[Stored data]

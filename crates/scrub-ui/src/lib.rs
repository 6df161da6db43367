//! # Scrubber widget
//!
//! A custom-drawn numeric control: the value is displayed as text and
//! changed either by dragging (scrubbing) or by a transient inline text
//! entry popped up on click or keyboard focus.
//!
//! The widget never talks to a toolkit directly. It consumes
//! [`host::WindowHost`] for window/control primitives, emits a
//! `DisplayList` from [`Scrubber::paint`], reads and writes its value
//! through `scrub_core::BoundValue`, and schedules its single deferred
//! callback on `scrub_core::Timers`. Everything is single-threaded and
//! event-driven; the host forwards `InputEvent`s into
//! [`Scrubber::handle_event`].

pub mod config;
pub mod controller;
pub mod editor;
pub mod host;
pub mod paint;
pub mod range;
pub mod scrubber;

#[cfg(test)]
pub(crate) mod testutil;

pub use config::{Alignment, ScrubberConfig, VisualState};
pub use controller::{DRAG_THRESHOLD_PX, DragSession, InteractionController, scrub_target};
pub use editor::{ERROR_COLOR, EditKey, InlineTextEditor};
pub use host::{TextEntry, TextEntryInit, WindowHost};
pub use paint::{TEXT_MARGIN_PX, paint, text_origin};
pub use range::{ValueRange, display_number};
pub use scrubber::Scrubber;
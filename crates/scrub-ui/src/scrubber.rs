//! The scrubber widget: composition of range, drag controller, inline
//! editor and paint, bridged to the host through `WindowHost` and
//! `BoundValue`.

use std::cell::RefCell;
use std::rc::{Rc, Weak};

use web_time::Duration;

use scrub_core::{
    BindingError, BoundValue, Change, Cursor, DisplayList, Dispose, InputEvent, KeyEvent,
    PointerButton, PointerEvent, PointerEventKind, Size, Subscription, TextExtent, TimerHandle,
    Timers,
};

use crate::config::ScrubberConfig;
use crate::controller::InteractionController;
use crate::editor::{EditKey, InlineTextEditor};
use crate::host::WindowHost;
use crate::paint;
use crate::range::{ValueRange, display_number};

/// How long a press may rest before its release stops counting as a
/// click (and so stops popping the editor).
const CLICK_DELAY: Duration = Duration::from_millis(150);

pub struct Scrubber {
    config: ScrubberConfig,
    binding: Rc<dyn BoundValue>,
    window: Rc<dyn WindowHost>,
    timers: Timers,

    range: ValueRange,
    value: f64,
    text: String,
    extent: Option<TextExtent>,

    controller: InteractionController,
    editor: InlineTextEditor,
    click_timer: Option<TimerHandle>,

    _subscription: Option<Subscription>,
    teardowns: Vec<Dispose>,
    error_hook: Option<Box<dyn Fn(&BindingError)>>,
    weak_self: Weak<RefCell<Scrubber>>,
    disposed: bool,
}

impl Scrubber {
    /// Create the widget and wire it to its collaborators. The returned
    /// cell is what the host's event handlers borrow into.
    pub fn mount(
        config: ScrubberConfig,
        binding: Rc<dyn BoundValue>,
        window: Rc<dyn WindowHost>,
        timers: Timers,
    ) -> Rc<RefCell<Scrubber>> {
        let value = binding.get();
        let cell = Rc::new(RefCell::new(Scrubber {
            config,
            binding: binding.clone(),
            window,
            timers,
            range: ValueRange {
                low: None,
                high: None,
                increment: 1.0,
            },
            value,
            text: String::new(),
            extent: None,
            controller: InteractionController::new(),
            editor: InlineTextEditor::new(),
            click_timer: None,
            _subscription: None,
            teardowns: Vec::new(),
            error_hook: None,
            weak_self: Weak::new(),
            disposed: false,
        }));

        let weak = Rc::downgrade(&cell);
        let subscription = Subscription::new(
            &binding,
            Box::new(move |change| {
                let Some(cell) = weak.upgrade() else { return };
                // A set issued by the widget itself lands here while the
                // widget is still borrowed; update_object refreshes
                // directly, so the re-entrant notification is skipped.
                let Ok(mut scrubber) = cell.try_borrow_mut() else {
                    return;
                };
                match change {
                    Change::Value => scrubber.update_editor(),
                    Change::Bounds => scrubber.reset_scrubber(),
                }
            }),
        );

        {
            let mut scrubber = cell.borrow_mut();
            scrubber.weak_self = Rc::downgrade(&cell);
            scrubber._subscription = Some(subscription);
            scrubber.reset_scrubber();
        }
        log::debug!("scrubber mounted (value {})", cell.borrow().value);
        cell
    }

    /// Re-resolve bounds and increment, regenerate the tooltip, refresh
    /// the display. Runs at mount and whenever the binding's declared
    /// range changes. The increment is recomputed only when none was
    /// configured (resolve handles that).
    pub fn reset_scrubber(&mut self) {
        let (low, high) = match self.config.static_bounds() {
            Some(bounds) => bounds,
            None => self.binding.declared_range(),
        };
        self.range = ValueRange::resolve(
            low,
            high,
            self.config.increment,
            self.binding.is_integral(),
        );
        let tooltip = match &self.config.tooltip {
            Some(fixed) => fixed.clone(),
            None => self.range.tooltip(),
        };
        self.window.set_tooltip(&tooltip);
        self.update_editor();
    }

    /// Refresh the displayed value from the binding. Idempotent and
    /// safe to run re-entrantly: it only re-reads, reformats, drops the
    /// stale text extent, and asks for a repaint.
    pub fn update_editor(&mut self) {
        self.value = self.binding.get();
        let text = display_number(self.value);
        if text != self.text {
            self.text = text;
            self.extent = None;
        }
        self.window.request_repaint();
    }

    /// Push a value into the binding. Equal values are a no-op. A
    /// rejected value is retried truncated to an integer; if the
    /// truncation equals the current value the rejection was benign.
    /// A second failure goes to the error hook and back to the caller.
    pub fn update_object(&mut self, value: f64) -> Result<(), BindingError> {
        if value == self.value {
            return Ok(());
        }
        match self.binding.set(value) {
            Ok(()) => {
                self.update_editor();
                Ok(())
            }
            Err(first) => {
                let fallback = value.trunc();
                if fallback == self.value {
                    log::debug!("set {value} rejected ({first}); integer fallback is current");
                    return Ok(());
                }
                match self.binding.set(fallback) {
                    Ok(()) => {
                        self.update_editor();
                        Ok(())
                    }
                    Err(err) => {
                        self.error(&err);
                        Err(err)
                    }
                }
            }
        }
    }

    /// Hook for binding failures that survive the integer fallback.
    /// Does nothing unless the host overrides it.
    fn error(&self, err: &BindingError) {
        if let Some(hook) = &self.error_hook {
            hook(err);
        }
    }

    pub fn set_error_hook(&mut self, hook: impl Fn(&BindingError) + 'static) {
        self.error_hook = Some(Box::new(hook));
    }

    /// Register extra cleanup (host-side handler unbinding) to run at
    /// dispose.
    pub fn add_teardown(&mut self, dispose: Dispose) {
        self.teardowns.push(dispose);
    }

    pub fn handle_event(&mut self, event: &InputEvent) {
        match event {
            InputEvent::Pointer(pe) => match pe.event {
                PointerEventKind::Enter => {
                    self.controller.set_hover(true);
                    // the live text entry keeps its own cursor
                    if !self.editor.is_open() {
                        self.window.set_cursor(Cursor::Hand);
                    }
                    self.window.request_repaint();
                }
                PointerEventKind::Leave => {
                    self.controller.set_hover(false);
                    self.window.request_repaint();
                }
                PointerEventKind::Down(PointerButton::Primary) => self.pointer_down(pe),
                PointerEventKind::Up(PointerButton::Primary) => self.pointer_up(),
                PointerEventKind::Move => self.pointer_move(pe),
                _ => {}
            },
            InputEvent::Key(ke) => self.key_down(ke),
            InputEvent::FocusGained => {
                if !self.controller.is_dragging() && !self.editor.is_open() {
                    self.open_editor();
                }
            }
            InputEvent::FocusLost => {
                if self.editor.is_open() {
                    self.commit_edit(None);
                }
            }
        }
    }

    fn pointer_down(&mut self, pe: &PointerEvent) {
        if self.editor.is_open() {
            // the text entry owns the surface while editing
            return;
        }
        self.controller.begin_drag(pe.position, self.value);
        self.window.capture_pointer();
        self.window.request_focus();
        if self.config.active_color != self.config.hover_color {
            self.window.request_repaint();
        }
        if let Some(timer) = self.click_timer.take() {
            timer.cancel();
        }
        let weak = self.weak_self.clone();
        self.click_timer = Some(self.timers.schedule_once(CLICK_DELAY, move || {
            let Some(cell) = weak.upgrade() else { return };
            if let Ok(mut scrubber) = cell.try_borrow_mut() {
                scrubber.controller.clear_pending();
            }
        }));
    }

    fn pointer_move(&mut self, pe: &PointerEvent) {
        let Some(target) = self
            .controller
            .pointer_moved(pe.position, &pe.modifiers, &self.range)
        else {
            return;
        };
        // Scrubbing must never surface an error; a doubly-rejected
        // value is dropped and motion continues.
        if let Err(err) = self.update_object(target) {
            log::debug!("scrub update dropped: {err}");
        }
    }

    fn pointer_up(&mut self) {
        if !self.controller.is_dragging() {
            return;
        }
        // Capture is exclusive: released unconditionally, before
        // anything else can bail out.
        self.window.release_pointer();
        if let Some(timer) = self.click_timer.take() {
            timer.cancel();
        }
        let was_click = self.controller.end_drag();
        if was_click {
            self.open_editor();
        }
        if self.controller.hovering() {
            self.window.request_repaint();
        }
    }

    fn open_editor(&mut self) {
        self.editor
            .open(self.window.as_ref(), &self.text, self.config.alignment);
    }

    fn key_down(&mut self, ke: &KeyEvent) {
        match self.editor.on_key(ke) {
            EditKey::Commit => self.commit_edit(None),
            EditKey::CommitAndNavigate(dir) => self.commit_edit(Some(dir)),
            EditKey::Cancel => self.editor.close(self.window.as_ref()),
            EditKey::Edited | EditKey::Ignored => {}
        }
    }

    /// Commit the edit buffer. Parse or binding failure recolors the
    /// entry and keeps it open; success closes it and optionally moves
    /// focus on.
    fn commit_edit(&mut self, navigate: Option<scrub_core::FocusDirection>) {
        let parsed = match self.editor.parse() {
            Ok(v) => v,
            Err(err) => {
                log::debug!("inline edit not committed: {err}");
                self.editor.mark_faulted();
                return;
            }
        };
        match self.update_object(parsed) {
            Ok(()) => {
                self.editor.close(self.window.as_ref());
                if let Some(dir) = navigate {
                    self.window.navigate_focus(dir);
                }
            }
            Err(_) => self.editor.mark_faulted(),
        }
    }

    /// Build this frame's draw list, measuring the display text lazily.
    pub fn paint(&mut self) -> DisplayList {
        let extent = self.ensure_extent();
        paint::paint(
            &self.text,
            self.window.client_size(),
            extent,
            self.controller.visual_state(),
            &self.config,
        )
    }

    fn ensure_extent(&mut self) -> TextExtent {
        if let Some(extent) = self.extent {
            return extent;
        }
        // Blank text measures as "M" so centering stays put.
        let probe = if self.text.trim().is_empty() {
            "M"
        } else {
            self.text.as_str()
        };
        let extent = self.window.text_extent(probe);
        self.extent = Some(extent);
        extent
    }

    /// The parent control resized; the live text entry follows it.
    pub fn resized(&mut self, size: Size) {
        self.editor.resized(size);
    }

    /// Tear everything down: pending timer, text entry, pointer grab,
    /// binding subscription, and any host-registered cleanups. Runs at
    /// most once; `Drop` calls it as a backstop.
    pub fn dispose(&mut self) {
        if self.disposed {
            return;
        }
        self.disposed = true;
        if let Some(timer) = self.click_timer.take() {
            timer.cancel();
        }
        if self.controller.is_dragging() {
            self.controller.end_drag();
            self.window.release_pointer();
        }
        if self.editor.is_open() {
            self.editor.close(self.window.as_ref());
        }
        self._subscription = None;
        for dispose in self.teardowns.drain(..) {
            dispose.run();
        }
        log::debug!("scrubber disposed");
    }

    pub fn value(&self) -> f64 {
        self.value
    }

    pub fn display_text(&self) -> &str {
        &self.text
    }

    pub fn range(&self) -> &ValueRange {
        &self.range
    }

    pub fn is_editing(&self) -> bool {
        self.editor.is_open()
    }
}

impl Drop for Scrubber {
    fn drop(&mut self) {
        self.dispose();
    }
}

» **Required work**: Please output an exact copy of the lines above, from the opening line of the data down to the line that contains "#[cfg(test)]".

» **Exercise result**:
filename crates/scrub-ui/src/lib.rs
repository 6df161da6db43367
//! # Scrubber widget
//!
//! A custom-drawn numeric control: the value is displayed as text and
//! changed either by dragging (scrubbing) or by a transient inline text
//! entry popped up on click or keyboard focus.
//!
//! The widget never talks to a toolkit directly. It consumes
//! [`host::WindowHost`] for window/control primitives, emits a
//! `DisplayList` from [`Scrubber::paint`], reads and writes its value
//! through `scrub_core::BoundValue`, and schedules its single deferred
//! callback on `scrub_core::Timers`. Everything is single-threaded and
//! event-driven; the host forwards `InputEvent`s into
//! [`Scrubber::handle_event`].

pub mod config;
pub mod controller;
pub mod editor;
pub mod host;
pub mod paint;
pub mod range;
pub mod scrubber;

#[cfg(test)]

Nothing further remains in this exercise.